**** Data supplied

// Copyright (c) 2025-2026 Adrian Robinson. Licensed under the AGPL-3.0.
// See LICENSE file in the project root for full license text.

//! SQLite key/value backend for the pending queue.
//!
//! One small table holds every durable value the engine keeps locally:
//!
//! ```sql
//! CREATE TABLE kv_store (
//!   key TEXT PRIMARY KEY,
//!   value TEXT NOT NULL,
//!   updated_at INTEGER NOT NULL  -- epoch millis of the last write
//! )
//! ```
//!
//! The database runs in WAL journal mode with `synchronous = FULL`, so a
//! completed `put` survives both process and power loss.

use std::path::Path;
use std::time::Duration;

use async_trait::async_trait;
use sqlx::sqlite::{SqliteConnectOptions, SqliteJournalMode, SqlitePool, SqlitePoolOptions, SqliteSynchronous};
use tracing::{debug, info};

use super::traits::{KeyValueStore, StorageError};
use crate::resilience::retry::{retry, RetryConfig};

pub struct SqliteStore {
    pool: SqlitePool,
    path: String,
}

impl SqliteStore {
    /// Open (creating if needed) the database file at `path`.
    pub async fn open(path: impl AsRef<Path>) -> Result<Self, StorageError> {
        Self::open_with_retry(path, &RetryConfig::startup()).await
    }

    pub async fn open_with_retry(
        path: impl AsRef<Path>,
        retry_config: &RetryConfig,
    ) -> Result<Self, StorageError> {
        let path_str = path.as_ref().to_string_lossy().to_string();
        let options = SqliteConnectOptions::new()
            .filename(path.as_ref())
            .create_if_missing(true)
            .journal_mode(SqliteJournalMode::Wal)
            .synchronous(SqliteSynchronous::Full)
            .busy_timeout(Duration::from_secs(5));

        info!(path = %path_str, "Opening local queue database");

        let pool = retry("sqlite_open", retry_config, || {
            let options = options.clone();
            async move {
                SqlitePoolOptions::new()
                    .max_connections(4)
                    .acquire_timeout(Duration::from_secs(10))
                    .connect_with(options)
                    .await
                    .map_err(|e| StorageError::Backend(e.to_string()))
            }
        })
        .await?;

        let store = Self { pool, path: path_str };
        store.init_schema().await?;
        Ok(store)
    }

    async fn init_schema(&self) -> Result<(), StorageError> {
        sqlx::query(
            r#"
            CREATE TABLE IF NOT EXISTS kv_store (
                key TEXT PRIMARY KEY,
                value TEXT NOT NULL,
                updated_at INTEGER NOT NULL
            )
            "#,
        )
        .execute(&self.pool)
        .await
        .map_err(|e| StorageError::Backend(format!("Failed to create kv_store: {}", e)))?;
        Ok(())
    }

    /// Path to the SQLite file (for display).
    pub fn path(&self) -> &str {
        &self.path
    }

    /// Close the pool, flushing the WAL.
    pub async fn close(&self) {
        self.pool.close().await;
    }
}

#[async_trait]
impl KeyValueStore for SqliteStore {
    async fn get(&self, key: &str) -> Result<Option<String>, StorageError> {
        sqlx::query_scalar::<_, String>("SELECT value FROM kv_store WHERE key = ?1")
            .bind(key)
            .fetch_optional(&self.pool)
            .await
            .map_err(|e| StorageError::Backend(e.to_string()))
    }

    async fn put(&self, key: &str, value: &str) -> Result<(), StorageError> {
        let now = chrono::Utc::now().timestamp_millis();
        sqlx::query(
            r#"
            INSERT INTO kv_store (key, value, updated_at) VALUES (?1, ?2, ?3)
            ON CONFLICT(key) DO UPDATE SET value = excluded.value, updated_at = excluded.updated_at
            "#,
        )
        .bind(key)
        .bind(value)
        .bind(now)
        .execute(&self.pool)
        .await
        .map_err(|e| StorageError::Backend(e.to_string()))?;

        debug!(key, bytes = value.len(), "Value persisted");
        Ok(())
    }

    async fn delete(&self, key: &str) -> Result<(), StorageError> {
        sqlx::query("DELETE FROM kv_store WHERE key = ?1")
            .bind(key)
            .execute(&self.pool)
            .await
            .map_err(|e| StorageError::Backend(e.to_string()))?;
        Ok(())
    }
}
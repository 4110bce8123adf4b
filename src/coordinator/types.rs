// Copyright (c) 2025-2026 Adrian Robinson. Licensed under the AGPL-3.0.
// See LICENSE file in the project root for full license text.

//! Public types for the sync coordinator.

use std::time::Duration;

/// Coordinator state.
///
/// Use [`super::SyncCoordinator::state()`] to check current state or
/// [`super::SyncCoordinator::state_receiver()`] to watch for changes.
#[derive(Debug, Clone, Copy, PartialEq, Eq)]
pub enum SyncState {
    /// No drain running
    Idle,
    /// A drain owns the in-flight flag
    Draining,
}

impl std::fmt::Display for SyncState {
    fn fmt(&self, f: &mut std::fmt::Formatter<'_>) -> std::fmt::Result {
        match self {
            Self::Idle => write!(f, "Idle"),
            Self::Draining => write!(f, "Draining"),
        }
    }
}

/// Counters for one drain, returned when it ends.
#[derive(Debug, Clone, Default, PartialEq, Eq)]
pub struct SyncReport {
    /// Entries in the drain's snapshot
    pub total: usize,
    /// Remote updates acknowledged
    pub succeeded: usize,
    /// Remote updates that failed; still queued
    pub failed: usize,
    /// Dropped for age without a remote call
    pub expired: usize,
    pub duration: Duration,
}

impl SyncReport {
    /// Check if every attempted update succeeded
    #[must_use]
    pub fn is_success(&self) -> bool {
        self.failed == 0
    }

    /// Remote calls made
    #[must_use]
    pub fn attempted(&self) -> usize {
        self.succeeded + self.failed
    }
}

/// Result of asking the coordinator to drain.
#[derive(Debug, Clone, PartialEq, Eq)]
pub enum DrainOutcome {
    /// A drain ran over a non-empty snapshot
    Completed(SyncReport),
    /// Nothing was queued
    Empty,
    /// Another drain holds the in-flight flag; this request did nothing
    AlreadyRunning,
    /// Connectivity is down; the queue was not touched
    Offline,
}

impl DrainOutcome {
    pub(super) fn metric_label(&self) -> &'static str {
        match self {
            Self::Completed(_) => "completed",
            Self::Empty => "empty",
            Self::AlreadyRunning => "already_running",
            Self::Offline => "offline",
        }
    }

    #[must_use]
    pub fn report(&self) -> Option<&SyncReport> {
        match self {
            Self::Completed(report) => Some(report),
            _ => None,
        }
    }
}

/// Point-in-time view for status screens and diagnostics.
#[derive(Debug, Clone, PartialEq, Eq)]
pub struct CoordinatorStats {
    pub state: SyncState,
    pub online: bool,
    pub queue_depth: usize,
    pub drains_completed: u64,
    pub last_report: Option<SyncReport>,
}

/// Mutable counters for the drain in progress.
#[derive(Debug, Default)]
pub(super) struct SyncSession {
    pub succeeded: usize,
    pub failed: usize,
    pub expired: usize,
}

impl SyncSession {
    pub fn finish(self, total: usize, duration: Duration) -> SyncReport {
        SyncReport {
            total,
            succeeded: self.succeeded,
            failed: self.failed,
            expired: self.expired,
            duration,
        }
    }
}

********

All of the material above needs to be transcribed verbatim.

// Copyright (c) 2025-2026 Adrian Robinson. Licensed under the AGPL-3.0.
// See LICENSE file in the project root for full license text.

//! SQLite key/value backend for the pending queue.
//!
//! One small table holds every durable value the engine keeps locally:
//!
//! ```sql
//! CREATE TABLE kv_store (
//!   key TEXT PRIMARY KEY,
//!   value TEXT NOT NULL,
//!   updated_at INTEGER NOT NULL  -- epoch millis of the last write
//! )
//! ```
//!
//! The database runs in WAL journal mode with `synchronous = FULL`, so a
//! completed `put` survives both process and power loss.

use std::path::Path;
use std::time::Duration;

use async_trait::async_trait;
use sqlx::sqlite::{SqliteConnectOptions, SqliteJournalMode, SqlitePool, SqlitePoolOptions, SqliteSynchronous};
use tracing::{debug, info};

use super::traits::{KeyValueStore, StorageError};
use crate::resilience::retry::{retry, RetryConfig};

pub struct SqliteStore {
    pool: SqlitePool,
    path: String,
}

impl SqliteStore {
    /// Open (creating if needed) the database file at `path`.
    pub async fn open(path: impl AsRef<Path>) -> Result<Self, StorageError> {
        Self::open_with_retry(path, &RetryConfig::startup()).await
    }

    pub async fn open_with_retry(
        path: impl AsRef<Path>,
        retry_config: &RetryConfig,
    ) -> Result<Self, StorageError> {
        let path_str = path.as_ref().to_string_lossy().to_string();
        let options = SqliteConnectOptions::new()
            .filename(path.as_ref())
            .create_if_missing(true)
            .journal_mode(SqliteJournalMode::Wal)
            .synchronous(SqliteSynchronous::Full)
            .busy_timeout(Duration::from_secs(5));

        info!(path = %path_str, "Opening local queue database");

        let pool = retry("sqlite_open", retry_config, || {
            let options = options.clone();
            async move {
                SqlitePoolOptions::new()
                    .max_connections(4)
                    .acquire_timeout(Duration::from_secs(10))
                    .connect_with(options)
                    .await
                    .map_err(|e| StorageError::Backend(e.to_string()))
            }
        })
        .await?;

        let store = Self { pool, path: path_str };
        store.init_schema().await?;
        Ok(store)
    }

    async fn init_schema(&self) -> Result<(), StorageError> {
        sqlx::query(
            r#"
            CREATE TABLE IF NOT EXISTS kv_store (
                key TEXT PRIMARY KEY,
                value TEXT NOT NULL,
                updated_at INTEGER NOT NULL
            )
            "#,
        )
        .execute(&self.pool)
        .await
        .map_err(|e| StorageError::Backend(format!("Failed to create kv_store: {}", e)))?;
        Ok(())
    }

    /// Path to the SQLite file (for display).
    pub fn path(&self) -> &str {
        &self.path
    }

    /// Close the pool, flushing the WAL.
    pub async fn close(&self) {
        self.pool.close().await;
    }
}

#[async_trait]
impl KeyValueStore for SqliteStore {
    async fn get(&self, key: &str) -> Result<Option<String>, StorageError> {
        sqlx::query_scalar::<_, String>("SELECT value FROM kv_store WHERE key = ?1")
            .bind(key)
            .fetch_optional(&self.pool)
            .await
            .map_err(|e| StorageError::Backend(e.to_string()))
    }

    async fn put(&self, key: &str, value: &str) -> Result<(), StorageError> {
        let now = chrono::Utc::now().timestamp_millis();
        sqlx::query(
            r#"
            INSERT INTO kv_store (key, value, updated_at) VALUES (?1, ?2, ?3)
            ON CONFLICT(key) DO UPDATE SET value = excluded.value, updated_at = excluded.updated_at
            "#,
        )
        .bind(key)
        .bind(value)
        .bind(now)
        .execute(&self.pool)
        .await
        .map_err(|e| StorageError::Backend(e.to_string()))?;

        debug!(key, bytes = value.len(), "Value persisted");
        Ok(())
    }

    async fn delete(&self, key: &str) -> Result<(), StorageError> {
        sqlx::query("DELETE FROM kv_store WHERE key = ?1")
            .bind(key)
            .execute(&self.pool)
            .await
            .map_err(|e| StorageError::Backend(e.to_string()))?;
        Ok(())
    }
}
repository 4110bce8123adf4b
filename src/coordinator/types.rs
// Copyright (c) 2025-2026 Adrian Robinson. Licensed under the AGPL-3.0.
// See LICENSE file in the project root for full license text.

//! Public types for the sync coordinator.

use std::time::Duration;

/// Coordinator state.
///
/// Use [`super::SyncCoordinator::state()`] to check current state or
/// [`super::SyncCoordinator::state_receiver()`] to watch for changes.
#[derive(Debug, Clone, Copy, PartialEq, Eq)]
pub enum SyncState {
    /// No drain running
    Idle,
    /// A drain owns the in-flight flag
    Draining,
}

impl std::fmt::Display for SyncState {
    fn fmt(&self, f: &mut std::fmt::Formatter<'_>) -> std::fmt::Result {
        match self {
            Self::Idle => write!(f, "Idle"),
            Self::Draining => write!(f, "Draining"),
        }
    }
}

/// Counters for one drain, returned when it ends.
#[derive(Debug, Clone, Default, PartialEq, Eq)]
pub struct SyncReport {
    /// Entries in the drain's snapshot
    pub total: usize,
    /// Remote updates acknowledged
    pub succeeded: usize,
    /// Remote updates that failed; still queued
    pub failed: usize,
    /// Dropped for age without a remote call
    pub expired: usize,
    pub duration: Duration,
}

impl SyncReport {
    /// Check if every attempted update succeeded
    #[must_use]
    pub fn is_success(&self) -> bool {
        self.failed == 0
    }

    /// Remote calls made
    #[must_use]
    pub fn attempted(&self) -> usize {
        self.succeeded + self.failed
    }
}

/// Result of asking the coordinator to drain.
#[derive(Debug, Clone, PartialEq, Eq)]
pub enum DrainOutcome {
    /// A drain ran over a non-empty snapshot
    Completed(SyncReport),
    /// Nothing was queued
    Empty,
    /// Another drain holds the in-flight flag; this request did nothing
    AlreadyRunning,
    /// Connectivity is down; the queue was not touched
    Offline,
}

impl DrainOutcome {
    pub(super) fn metric_label(&self) -> &'static str {
        match self {
            Self::Completed(_) => "completed",
            Self::Empty => "empty",
            Self::AlreadyRunning => "already_running",
            Self::Offline => "offline",
        }
    }

    #[must_use]
    pub fn report(&self) -> Option<&SyncReport> {
        match self {
            Self::Completed(report) => Some(report),
            _ => None,
        }
    }
}

/// Point-in-time view for status screens and diagnostics.
#[derive(Debug, Clone, PartialEq, Eq)]
pub struct CoordinatorStats {
    pub state: SyncState,
    pub online: bool,
    pub queue_depth: usize,
    pub drains_completed: u64,
    pub last_report: Option<SyncReport>,
}

/// Mutable counters for the drain in progress.
#[derive(Debug, Default)]
pub(super) struct SyncSession {
    pub succeeded: usize,
    pub failed: usize,
    pub expired: usize,
}

impl SyncSession {
    pub fn finish(self, total: usize, duration: Duration) -> SyncReport {
        SyncReport {
            total,
            succeeded: self.succeeded,
            failed: self.failed,
            expired: self.expired,
            duration,
        }
    }
}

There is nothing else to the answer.